27 gennaio, Giornata della Memoria. Della Shoah, che vuol dire “catastrofe”, “distruzione”, e indica infatti lo sterminio compiuto dalla Germania nazista nei confronti degli ebrei, con macabro contorno di altri “diversi”, “indesiderabili”, ammassati tutti assieme nel mattatoio industriale dei Lager. Sul loro funzionamento, sulle motivazioni e sulle modalità di azione degli esecutori del piano nazista di sterminio Hannah Arendt avrebbe poi proposto una interpretazione originale, penetrante, ma che nell’immediato suscitò un vespaio di polemiche e controversie, tanto di avversari quanto di amici della filosofa ebreo-tedesca. Stiamo parlando ovviamente dell’opera uscita nel 1963 in inglese con il titolo Eichmann in Jerusalem – A Report on the Banality of Evil. L’editore italiano ritenne opportuno invertire l’ordine del titolo. E così, ancora oggi, noi usiamo questa tanto controversa quanto fortunata formula della “banalità del male”, con un’estensione che va oltre la tragedia dell’Olocausto per investire l’eterno, cruciale tema della genesi del male nell’essere umano, contro l’essere umano. Il libro riprendeva i resoconti che la Arendt aveva pubblicato come corrispondente del settimanale “New Yorker” per il processo ad Adolf Eichmann, gerarca nazista catturato nel 1960, processato a Gerusalemme nel 1961, condannato a morte il 15 dicembre successivo (l’esecuzione sarebbe poi avvenuta il 31 maggio del 1962 per impiccagione). Su questo periodo della vita della filosofa ebreo-tedesca, autrice di altri studi ormai classici come Le origini del totalitarismo (1951), Margarethe von Trotta ha realizzato un film che sarà nelle sale italiane il 27 e 28 gennaio.

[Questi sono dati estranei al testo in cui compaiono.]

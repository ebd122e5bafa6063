//! Per-state behaviors that propose the next move.

use std::cmp::Ordering;

use maze_pursuit_core::{Category, Coord, DecisionState, Direction, Palette};
use maze_pursuit_grid::{DistanceField, Grid};
use tracing::trace;

use crate::{
    state::{chase_targets, dangerous},
    steering::{first_open_direction, open_neighbors},
    Config, Situation, DEFAULT_DIRECTION,
};

/// Move proposed by a state's behavior before the safety net runs.
#[derive(Clone, Copy, Debug, PartialEq, Eq)]
pub struct Action {
    /// Direction the behavior wants to step in.
    pub direction: Direction,
    /// Cell the behavior is heading for, if it picked one.
    pub target: Option<Coord>,
}

impl Action {
    const fn toward(direction: Direction, target: Coord) -> Self {
        Self {
            direction,
            target: Some(target),
        }
    }

    const fn aimless(direction: Direction) -> Self {
        Self {
            direction,
            target: None,
        }
    }
}

/// Runs the behavior associated with `state`.
///
/// CHASE and SEEK_BONUS degrade to COLLECT when their target cannot be
/// reached. The returned direction is not yet checked against the grid.
#[must_use]
pub fn act(
    state: DecisionState,
    situation: &Situation<'_>,
    field: &DistanceField,
    palette: &Palette,
    config: &Config,
) -> Action {
    match state {
        DecisionState::Escape => escape(situation, palette, config),
        DecisionState::Chase => chase(situation, field, palette, config)
            .unwrap_or_else(|| collect(situation, field, palette)),
        DecisionState::SeekBonus => seek_bonus(situation, field, palette)
            .unwrap_or_else(|| collect(situation, field, palette)),
        DecisionState::Collect => collect(situation, field, palette),
    }
}

fn escape(situation: &Situation<'_>, palette: &Palette, config: &Config) -> Action {
    let grid = situation.grid;
    let mut best: Option<(Direction, Coord, EscapeScore)> = None;

    for (direction, cell) in open_neighbors(grid, situation.position, palette.obstacle) {
        let score = EscapeScore::measure(situation, cell, palette, config);
        trace!(
            %cell,
            %direction,
            nearest = score.nearest_threat,
            mean = score.mean_threat,
            collectible = score.collectible,
            "escape candidate"
        );

        let replace = best
            .as_ref()
            .map_or(true, |(_, _, current)| score.is_better_than(current));
        if replace {
            best = Some((direction, cell, score));
        }
    }

    match best {
        Some((direction, cell, _)) => Action::toward(direction, cell),
        None => fallback(grid, situation.position, palette.obstacle),
    }
}

fn chase(
    situation: &Situation<'_>,
    field: &DistanceField,
    palette: &Palette,
    config: &Config,
) -> Option<Action> {
    let (target, _) =
        chase_targets(situation, field, config).min_by_key(|&(_, distance)| distance)?;
    steer_toward(situation.grid, situation.position, target, palette.obstacle)
        .map(|direction| Action::toward(direction, target))
}

fn seek_bonus(
    situation: &Situation<'_>,
    field: &DistanceField,
    palette: &Palette,
) -> Option<Action> {
    let (target, _) = field.nearest(situation.grid.find(palette.bonus))?;
    steer_toward(situation.grid, situation.position, target, palette.obstacle)
        .map(|direction| Action::toward(direction, target))
}

fn collect(situation: &Situation<'_>, field: &DistanceField, palette: &Palette) -> Action {
    let grid = situation.grid;
    let position = situation.position;

    let adjacent = open_neighbors(grid, position, palette.obstacle)
        .find(|&(_, cell)| cell != position && grid.get(cell) == palette.collectible);
    if let Some((direction, cell)) = adjacent {
        return Action::toward(direction, cell);
    }

    let routed = field
        .nearest(grid.find(palette.collectible))
        .and_then(|(target, _)| {
            steer_toward(grid, position, target, palette.obstacle)
                .map(|direction| Action::toward(direction, target))
        });

    routed.unwrap_or_else(|| fallback(grid, position, palette.obstacle))
}

fn fallback(grid: &Grid, position: Coord, obstacle: Category) -> Action {
    Action::aimless(first_open_direction(grid, position, obstacle).unwrap_or(DEFAULT_DIRECTION))
}

/// Direction of the first step along a shortest path from `from` to `to`.
fn steer_toward(grid: &Grid, from: Coord, to: Coord, obstacle: Category) -> Option<Direction> {
    let path = grid.shortest_path(from, to, obstacle)?;
    let next = path.first_step()?;
    grid.direction_between(from, next)
}

/// Safety ranking of one escape candidate.
#[derive(Clone, Copy, Debug)]
struct EscapeScore {
    /// Distance to the closest reachable threat, `u32::MAX` when none is reachable.
    nearest_threat: u32,
    mean_threat: f64,
    /// Distance to the closest collectible, `u32::MAX` when none is reachable.
    collectible: u32,
}

impl EscapeScore {
    fn measure(situation: &Situation<'_>, cell: Coord, palette: &Palette, config: &Config) -> Self {
        let grid = situation.grid;
        let field = grid.all_distances(cell, palette.obstacle);

        let mut nearest_threat = u32::MAX;
        let mut total = 0.0;
        let mut reachable = 0_u32;
        for distance in dangerous(situation.adversaries, config)
            .filter_map(|adversary| field.distance(adversary.cell))
        {
            nearest_threat = nearest_threat.min(distance);
            total += f64::from(distance);
            reachable += 1;
        }
        let mean_threat = if reachable == 0 {
            f64::INFINITY
        } else {
            total / f64::from(reachable)
        };

        let collectible = grid
            .find(palette.collectible)
            .filter_map(|target| field.distance(target))
            .min()
            .unwrap_or(u32::MAX);

        Self {
            nearest_threat,
            mean_threat,
            collectible,
        }
    }

    fn is_better_than(&self, other: &EscapeScore) -> bool {
        let ordering = self
            .nearest_threat
            .cmp(&other.nearest_threat)
            .then_with(|| self.mean_threat.total_cmp(&other.mean_threat))
            .then_with(|| other.collectible.cmp(&self.collectible));
        ordering == Ordering::Greater
    }
}
//! Generation event types for the streaming protocol.
//!
//! `GenerationEvent` is one decoded unit of the newline-delimited stream the
//! generation service emits. Records are adjacently tagged on the wire:
//! a required `type` field selects the variant and `data` carries the
//! payload. The schemars derive lets the prompt assembly embed the exact
//! wire schema the service is allowed to produce.

use schemars::JsonSchema;
use serde::{Deserialize, Serialize};
use serde_json::Value;

use crate::element::{Connection, Position, Size};

/// How an `element` record targets an existing element instead of creating
/// a new one.
///
/// Any refinement tag other than `delete` is treated as [`Modify`]; the
/// service occasionally emits variants like `"update"` and they all mean
/// "merge config into the matched element".
///
/// [`Modify`]: RefinementAction::Modify
#[derive(Debug, Clone, Copy, PartialEq, Eq)]
pub enum RefinementAction {
    Delete,
    Modify,
}

/// Payload of an `element` record.
///
/// For a fresh element, `element_type` names a catalog spec and `id` is an
/// optional caller-chosen instance id. For a refinement, `target_keyword`
/// selects the existing element and the structural fields are optional.
#[derive(Debug, Clone, Serialize, Deserialize, JsonSchema)]
pub struct ElementPayload {
    /// Instance id; generated when absent.
    #[serde(default, skip_serializing_if = "Option::is_none")]
    pub id: Option<String>,
    /// Catalog element type, e.g. `"poll"`.
    #[serde(rename = "type", default, skip_serializing_if = "Option::is_none")]
    pub element_type: Option<String>,
    /// Display name for the placed element.
    #[serde(default, skip_serializing_if = "Option::is_none")]
    pub name: Option<String>,
    /// Configuration overrides.
    #[serde(default, skip_serializing_if = "Option::is_none")]
    pub config: Option<serde_json::Map<String, Value>>,
    #[serde(default, skip_serializing_if = "Option::is_none")]
    pub position: Option<Position>,
    #[serde(default, skip_serializing_if = "Option::is_none")]
    pub size: Option<Size>,
    /// When non-empty, this record refines an existing element. `"delete"`
    /// removes the target; anything else merges config into it.
    #[serde(default, skip_serializing_if = "Option::is_none")]
    pub refinement_action: Option<String>,
    /// Fuzzy keyword locating the refinement target.
    #[serde(default, skip_serializing_if = "Option::is_none")]
    pub target_keyword: Option<String>,
}

impl ElementPayload {
    /// Interpret the raw refinement tag. Empty or missing tags mean the
    /// record creates a new element.
    pub fn refinement(&self) -> Option<RefinementAction> {
        match self.refinement_action.as_deref() {
            None | Some("") => None,
            Some(tag) if tag.eq_ignore_ascii_case("delete") => Some(RefinementAction::Delete),
            Some(_) => Some(RefinementAction::Modify),
        }
    }
}

/// One decoded unit of the streaming generation protocol.
///
/// Wire format: `{"type": "...", "data": {...}}`, one record per line.
#[derive(Debug, Clone, Serialize, Deserialize, JsonSchema)]
#[serde(tag = "type", content = "data", rename_all = "snake_case")]
pub enum GenerationEvent {
    /// Progress narration; updates the session status string only.
    Thinking { message: String },
    /// Create or refine one element.
    Element(ElementPayload),
    /// Wire a declared output slot to a declared input slot.
    Connection(Connection),
    /// Terminal success: name the tool and finalize the composition.
    Complete {
        name: String,
        #[serde(default)]
        description: String,
    },
    /// Terminal failure reported by the service.
    Error { message: String },
}

impl GenerationEvent {
    /// Whether this event ends the session (successfully or not).
    pub fn is_terminal(&self) -> bool {
        matches!(
            self,
            GenerationEvent::Complete { .. } | GenerationEvent::Error { .. }
        )
    }
}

Un anno dopo la pubblicazione del libro, la Arendt partecipò ad un dibattito a Gerusalemme, dove ebbe a precisare ulteriormente: “la mia opinione è che il male non è mai ‘radicale’, ma soltanto estremo, e che non possegga né la profondità né una dimensione demoniaca. Esso può invadere e devastare tutto il mondo perché cresce in superficie come un fungo. Esso sfida, come ho detto, il pensiero, perché il pensiero cerca di raggiungere la profondità, andare alle radici, e nel momento in cui cerca il male è frustrato perché non trova nulla. Questa è la sua ‘banalità’… solo il bene ha profondità e può essere integrale”. Ecco dunque che l’esercizio della memoria è salutare per il pensiero in quanto gli dona quella profondità che solo la conoscenza della storia passata, recente e remota, possiede. Come pure una prospettiva critica da cui interrogare il presente e sondare, lambire margini di futuro. E siccome, sempre Hannah Arendt, nel coevo (alla Banalità del male) On Revolution, ebbe a dire che “il magazzino della memoria è tenuto e vigilato dai poeti, che hanno il compito di trovare e creare le parole per cui viviamo”, diamo la voce ad un poeta e scrittore (ma anche chimico) italiano, Primo Levi, deportato ad Auschwitz e sopravvissuto allo sterminio. Il celebre romanzo-testimonianza di quell’atroce esperienza, Se questo è un uomo, scritto tra il dicembre 1945 e il gennaio 1947, si apre con una poesia, che fa da prologo e che è ispirata allo Shemà, una tra le più importanti e sentite preghiere della liturgia ebraica. “Shemà” è vocabolo ebraico che significa “ascolta”. Dunque ascoltiamola, leggendola, questa poesia:

Voi che vivete sicuri
Nelle vostre tiepide case,
Voi che trovate tornando a sera
Il cibo caldo e visi amici:
Considerate se questo è un uomo
Che lavora nel fango
Che non conosce pace
Che lotta per mezzo pane
Che muore per un sì o per un no.
Considerate se questa è una donna,
Senza capelli e senza nome
Senza più forza di ricordare
Vuoti gli occhi e freddo il grembo
Come una rana d’inverno.
Meditate che questo è stato:
Vi comando queste parole.
Scolpitele nel vostro cuore
Stando in casa andando per via,
Coricandovi alzandovi;
Ripetetele ai vostri figli.
O vi si sfaccia la casa,
La malattia vi impedisca,
I vostri nati torcano il viso da voi.